EXERCISE INSTRUCTIONS.
Copy the entries that follow, exactly and completely.

DATA SHOWN.

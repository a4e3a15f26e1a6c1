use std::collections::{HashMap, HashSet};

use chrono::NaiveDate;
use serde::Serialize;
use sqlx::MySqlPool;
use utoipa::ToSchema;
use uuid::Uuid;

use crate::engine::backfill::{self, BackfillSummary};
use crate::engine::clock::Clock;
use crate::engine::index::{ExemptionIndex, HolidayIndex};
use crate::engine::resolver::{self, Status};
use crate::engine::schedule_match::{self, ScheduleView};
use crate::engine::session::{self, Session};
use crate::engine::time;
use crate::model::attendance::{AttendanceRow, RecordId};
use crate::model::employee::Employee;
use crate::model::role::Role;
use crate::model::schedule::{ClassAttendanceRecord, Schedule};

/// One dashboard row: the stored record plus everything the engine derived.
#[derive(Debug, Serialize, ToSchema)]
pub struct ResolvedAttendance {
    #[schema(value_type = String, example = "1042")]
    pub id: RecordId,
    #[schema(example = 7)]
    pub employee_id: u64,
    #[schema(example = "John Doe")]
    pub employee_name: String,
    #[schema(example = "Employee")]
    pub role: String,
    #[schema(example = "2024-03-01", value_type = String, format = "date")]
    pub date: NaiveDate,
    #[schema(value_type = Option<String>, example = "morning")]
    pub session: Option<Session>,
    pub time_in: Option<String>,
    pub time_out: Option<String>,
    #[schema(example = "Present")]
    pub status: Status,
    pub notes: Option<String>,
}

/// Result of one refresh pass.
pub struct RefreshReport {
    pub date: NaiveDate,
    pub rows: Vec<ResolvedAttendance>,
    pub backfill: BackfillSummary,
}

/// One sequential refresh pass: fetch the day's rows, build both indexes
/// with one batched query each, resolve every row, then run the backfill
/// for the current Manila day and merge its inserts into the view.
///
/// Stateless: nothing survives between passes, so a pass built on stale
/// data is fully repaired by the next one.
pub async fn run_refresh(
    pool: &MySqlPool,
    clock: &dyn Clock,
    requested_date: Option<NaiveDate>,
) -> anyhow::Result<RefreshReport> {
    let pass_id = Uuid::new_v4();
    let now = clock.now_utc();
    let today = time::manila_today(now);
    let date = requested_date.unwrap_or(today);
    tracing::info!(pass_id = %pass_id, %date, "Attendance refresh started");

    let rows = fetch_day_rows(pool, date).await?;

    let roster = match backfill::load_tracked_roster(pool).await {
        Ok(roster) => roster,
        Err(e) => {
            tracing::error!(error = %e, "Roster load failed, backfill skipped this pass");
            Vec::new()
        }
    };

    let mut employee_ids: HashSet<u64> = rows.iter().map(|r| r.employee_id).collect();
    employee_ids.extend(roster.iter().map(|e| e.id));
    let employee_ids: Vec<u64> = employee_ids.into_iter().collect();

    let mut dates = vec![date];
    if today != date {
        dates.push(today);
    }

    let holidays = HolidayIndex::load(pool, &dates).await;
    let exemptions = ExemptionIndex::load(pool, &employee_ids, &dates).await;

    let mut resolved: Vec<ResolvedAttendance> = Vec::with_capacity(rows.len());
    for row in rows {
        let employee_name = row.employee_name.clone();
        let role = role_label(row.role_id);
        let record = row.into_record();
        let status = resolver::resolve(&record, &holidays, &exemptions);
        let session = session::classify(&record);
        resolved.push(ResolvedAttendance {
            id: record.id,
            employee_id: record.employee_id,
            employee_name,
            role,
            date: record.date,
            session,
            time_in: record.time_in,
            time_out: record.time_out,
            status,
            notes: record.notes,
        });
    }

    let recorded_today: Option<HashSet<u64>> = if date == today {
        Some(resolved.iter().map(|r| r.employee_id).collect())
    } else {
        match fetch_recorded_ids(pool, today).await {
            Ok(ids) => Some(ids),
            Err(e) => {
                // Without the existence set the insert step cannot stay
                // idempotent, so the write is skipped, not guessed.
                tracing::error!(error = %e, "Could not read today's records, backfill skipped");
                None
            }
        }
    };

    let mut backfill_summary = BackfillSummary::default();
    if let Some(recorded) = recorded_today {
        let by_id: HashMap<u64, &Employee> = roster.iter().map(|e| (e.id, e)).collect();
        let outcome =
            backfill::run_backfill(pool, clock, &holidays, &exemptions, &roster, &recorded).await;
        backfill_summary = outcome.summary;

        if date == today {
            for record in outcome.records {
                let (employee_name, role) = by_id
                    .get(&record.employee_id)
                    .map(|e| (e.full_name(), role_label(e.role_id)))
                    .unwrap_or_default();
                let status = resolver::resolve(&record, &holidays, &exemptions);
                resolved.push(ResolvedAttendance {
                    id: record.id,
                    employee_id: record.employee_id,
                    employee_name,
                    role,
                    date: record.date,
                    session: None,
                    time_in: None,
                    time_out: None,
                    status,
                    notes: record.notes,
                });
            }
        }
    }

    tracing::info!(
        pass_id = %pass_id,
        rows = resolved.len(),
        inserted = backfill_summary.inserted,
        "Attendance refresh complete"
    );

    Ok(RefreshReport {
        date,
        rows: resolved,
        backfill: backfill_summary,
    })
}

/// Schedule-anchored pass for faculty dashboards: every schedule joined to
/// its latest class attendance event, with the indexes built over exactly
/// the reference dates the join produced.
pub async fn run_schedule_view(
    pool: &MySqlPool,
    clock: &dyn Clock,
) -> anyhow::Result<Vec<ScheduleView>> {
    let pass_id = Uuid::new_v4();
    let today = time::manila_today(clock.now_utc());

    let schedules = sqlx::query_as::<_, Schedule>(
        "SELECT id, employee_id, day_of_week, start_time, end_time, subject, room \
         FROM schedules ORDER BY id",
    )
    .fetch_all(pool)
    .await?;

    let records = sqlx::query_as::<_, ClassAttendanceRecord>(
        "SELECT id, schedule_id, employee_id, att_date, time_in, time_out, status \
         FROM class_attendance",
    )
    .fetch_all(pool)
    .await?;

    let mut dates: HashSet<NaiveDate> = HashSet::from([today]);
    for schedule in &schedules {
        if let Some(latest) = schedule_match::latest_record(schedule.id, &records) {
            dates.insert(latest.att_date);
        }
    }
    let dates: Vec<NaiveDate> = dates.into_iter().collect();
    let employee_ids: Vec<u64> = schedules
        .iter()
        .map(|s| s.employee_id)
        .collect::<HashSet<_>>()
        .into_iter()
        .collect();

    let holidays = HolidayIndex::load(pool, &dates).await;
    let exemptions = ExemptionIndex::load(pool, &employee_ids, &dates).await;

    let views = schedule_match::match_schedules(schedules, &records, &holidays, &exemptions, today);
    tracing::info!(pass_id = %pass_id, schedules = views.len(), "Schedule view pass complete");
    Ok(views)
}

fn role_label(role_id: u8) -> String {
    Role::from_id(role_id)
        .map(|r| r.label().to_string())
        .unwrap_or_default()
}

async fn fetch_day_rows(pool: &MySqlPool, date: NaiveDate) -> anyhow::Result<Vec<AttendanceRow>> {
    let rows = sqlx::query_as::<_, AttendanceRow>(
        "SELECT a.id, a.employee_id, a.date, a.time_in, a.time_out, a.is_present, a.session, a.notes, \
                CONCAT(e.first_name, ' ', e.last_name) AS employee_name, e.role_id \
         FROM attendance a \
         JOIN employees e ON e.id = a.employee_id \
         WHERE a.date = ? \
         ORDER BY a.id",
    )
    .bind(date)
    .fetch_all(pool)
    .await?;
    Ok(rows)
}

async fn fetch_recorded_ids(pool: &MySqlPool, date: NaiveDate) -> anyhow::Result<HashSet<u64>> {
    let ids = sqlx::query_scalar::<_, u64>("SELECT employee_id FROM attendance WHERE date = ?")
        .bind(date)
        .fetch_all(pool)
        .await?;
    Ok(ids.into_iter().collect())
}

RESULT.
repository a4e3a15f26e1a6c1
use std::collections::{HashMap, HashSet};

use chrono::NaiveDate;
use serde::Serialize;
use sqlx::MySqlPool;
use utoipa::ToSchema;
use uuid::Uuid;

use crate::engine::backfill::{self, BackfillSummary};
use crate::engine::clock::Clock;
use crate::engine::index::{ExemptionIndex, HolidayIndex};
use crate::engine::resolver::{self, Status};
use crate::engine::schedule_match::{self, ScheduleView};
use crate::engine::session::{self, Session};
use crate::engine::time;
use crate::model::attendance::{AttendanceRow, RecordId};
use crate::model::employee::Employee;
use crate::model::role::Role;
use crate::model::schedule::{ClassAttendanceRecord, Schedule};

/// One dashboard row: the stored record plus everything the engine derived.
#[derive(Debug, Serialize, ToSchema)]
pub struct ResolvedAttendance {
    #[schema(value_type = String, example = "1042")]
    pub id: RecordId,
    #[schema(example = 7)]
    pub employee_id: u64,
    #[schema(example = "John Doe")]
    pub employee_name: String,
    #[schema(example = "Employee")]
    pub role: String,
    #[schema(example = "2024-03-01", value_type = String, format = "date")]
    pub date: NaiveDate,
    #[schema(value_type = Option<String>, example = "morning")]
    pub session: Option<Session>,
    pub time_in: Option<String>,
    pub time_out: Option<String>,
    #[schema(example = "Present")]
    pub status: Status,
    pub notes: Option<String>,
}

/// Result of one refresh pass.
pub struct RefreshReport {
    pub date: NaiveDate,
    pub rows: Vec<ResolvedAttendance>,
    pub backfill: BackfillSummary,
}

/// One sequential refresh pass: fetch the day's rows, build both indexes
/// with one batched query each, resolve every row, then run the backfill
/// for the current Manila day and merge its inserts into the view.
///
/// Stateless: nothing survives between passes, so a pass built on stale
/// data is fully repaired by the next one.
pub async fn run_refresh(
    pool: &MySqlPool,
    clock: &dyn Clock,
    requested_date: Option<NaiveDate>,
) -> anyhow::Result<RefreshReport> {
    let pass_id = Uuid::new_v4();
    let now = clock.now_utc();
    let today = time::manila_today(now);
    let date = requested_date.unwrap_or(today);
    tracing::info!(pass_id = %pass_id, %date, "Attendance refresh started");

    let rows = fetch_day_rows(pool, date).await?;

    let roster = match backfill::load_tracked_roster(pool).await {
        Ok(roster) => roster,
        Err(e) => {
            tracing::error!(error = %e, "Roster load failed, backfill skipped this pass");
            Vec::new()
        }
    };

    let mut employee_ids: HashSet<u64> = rows.iter().map(|r| r.employee_id).collect();
    employee_ids.extend(roster.iter().map(|e| e.id));
    let employee_ids: Vec<u64> = employee_ids.into_iter().collect();

    let mut dates = vec![date];
    if today != date {
        dates.push(today);
    }

    let holidays = HolidayIndex::load(pool, &dates).await;
    let exemptions = ExemptionIndex::load(pool, &employee_ids, &dates).await;

    let mut resolved: Vec<ResolvedAttendance> = Vec::with_capacity(rows.len());
    for row in rows {
        let employee_name = row.employee_name.clone();
        let role = role_label(row.role_id);
        let record = row.into_record();
        let status = resolver::resolve(&record, &holidays, &exemptions);
        let session = session::classify(&record);
        resolved.push(ResolvedAttendance {
            id: record.id,
            employee_id: record.employee_id,
            employee_name,
            role,
            date: record.date,
            session,
            time_in: record.time_in,
            time_out: record.time_out,
            status,
            notes: record.notes,
        });
    }

    let recorded_today: Option<HashSet<u64>> = if date == today {
        Some(resolved.iter().map(|r| r.employee_id).collect())
    } else {
        match fetch_recorded_ids(pool, today).await {
            Ok(ids) => Some(ids),
            Err(e) => {
                // Without the existence set the insert step cannot stay
                // idempotent, so the write is skipped, not guessed.
                tracing::error!(error = %e, "Could not read today's records, backfill skipped");
                None
            }
        }
    };

    let mut backfill_summary = BackfillSummary::default();
    if let Some(recorded) = recorded_today {
        let by_id: HashMap<u64, &Employee> = roster.iter().map(|e| (e.id, e)).collect();
        let outcome =
            backfill::run_backfill(pool, clock, &holidays, &exemptions, &roster, &recorded).await;
        backfill_summary = outcome.summary;

        if date == today {
            for record in outcome.records {
                let (employee_name, role) = by_id
                    .get(&record.employee_id)
                    .map(|e| (e.full_name(), role_label(e.role_id)))
                    .unwrap_or_default();
                let status = resolver::resolve(&record, &holidays, &exemptions);
                resolved.push(ResolvedAttendance {
                    id: record.id,
                    employee_id: record.employee_id,
                    employee_name,
                    role,
                    date: record.date,
                    session: None,
                    time_in: None,
                    time_out: None,
                    status,
                    notes: record.notes,
                });
            }
        }
    }

    tracing::info!(
        pass_id = %pass_id,
        rows = resolved.len(),
        inserted = backfill_summary.inserted,
        "Attendance refresh complete"
    );

    Ok(RefreshReport {
        date,
        rows: resolved,
        backfill: backfill_summary,
    })
}

/// Schedule-anchored pass for faculty dashboards: every schedule joined to
/// its latest class attendance event, with the indexes built over exactly
/// the reference dates the join produced.
pub async fn run_schedule_view(
    pool: &MySqlPool,
    clock: &dyn Clock,
) -> anyhow::Result<Vec<ScheduleView>> {
    let pass_id = Uuid::new_v4();
    let today = time::manila_today(clock.now_utc());

    let schedules = sqlx::query_as::<_, Schedule>(
        "SELECT id, employee_id, day_of_week, start_time, end_time, subject, room \
         FROM schedules ORDER BY id",
    )
    .fetch_all(pool)
    .await?;

    let records = sqlx::query_as::<_, ClassAttendanceRecord>(
        "SELECT id, schedule_id, employee_id, att_date, time_in, time_out, status \
         FROM class_attendance",
    )
    .fetch_all(pool)
    .await?;

    let mut dates: HashSet<NaiveDate> = HashSet::from([today]);
    for schedule in &schedules {
        if let Some(latest) = schedule_match::latest_record(schedule.id, &records) {
            dates.insert(latest.att_date);
        }
    }
    let dates: Vec<NaiveDate> = dates.into_iter().collect();
    let employee_ids: Vec<u64> = schedules
        .iter()
        .map(|s| s.employee_id)
        .collect::<HashSet<_>>()
        .into_iter()
        .collect();

    let holidays = HolidayIndex::load(pool, &dates).await;
    let exemptions = ExemptionIndex::load(pool, &employee_ids, &dates).await;

    let views = schedule_match::match_schedules(schedules, &records, &holidays, &exemptions, today);
    tracing::info!(pass_id = %pass_id, schedules = views.len(), "Schedule view pass complete");
    Ok(views)
}

fn role_label(role_id: u8) -> String {
    Role::from_id(role_id)
        .map(|r| r.label().to_string())
        .unwrap_or_default()
}

async fn fetch_day_rows(pool: &MySqlPool, date: NaiveDate) -> anyhow::Result<Vec<AttendanceRow>> {
    let rows = sqlx::query_as::<_, AttendanceRow>(
        "SELECT a.id, a.employee_id, a.date, a.time_in, a.time_out, a.is_present, a.session, a.notes, \
                CONCAT(e.first_name, ' ', e.last_name) AS employee_name, e.role_id \
         FROM attendance a \
         JOIN employees e ON e.id = a.employee_id \
         WHERE a.date = ? \
         ORDER BY a.id",
    )
    .bind(date)
    .fetch_all(pool)
    .await?;
    Ok(rows)
}

async fn fetch_recorded_ids(pool: &MySqlPool, date: NaiveDate) -> anyhow::Result<HashSet<u64>> {
    let ids = sqlx::query_scalar::<_, u64>("SELECT employee_id FROM attendance WHERE date = ?")
        .bind(date)
        .fetch_all(pool)
        .await?;
    Ok(ids.into_iter().collect())
}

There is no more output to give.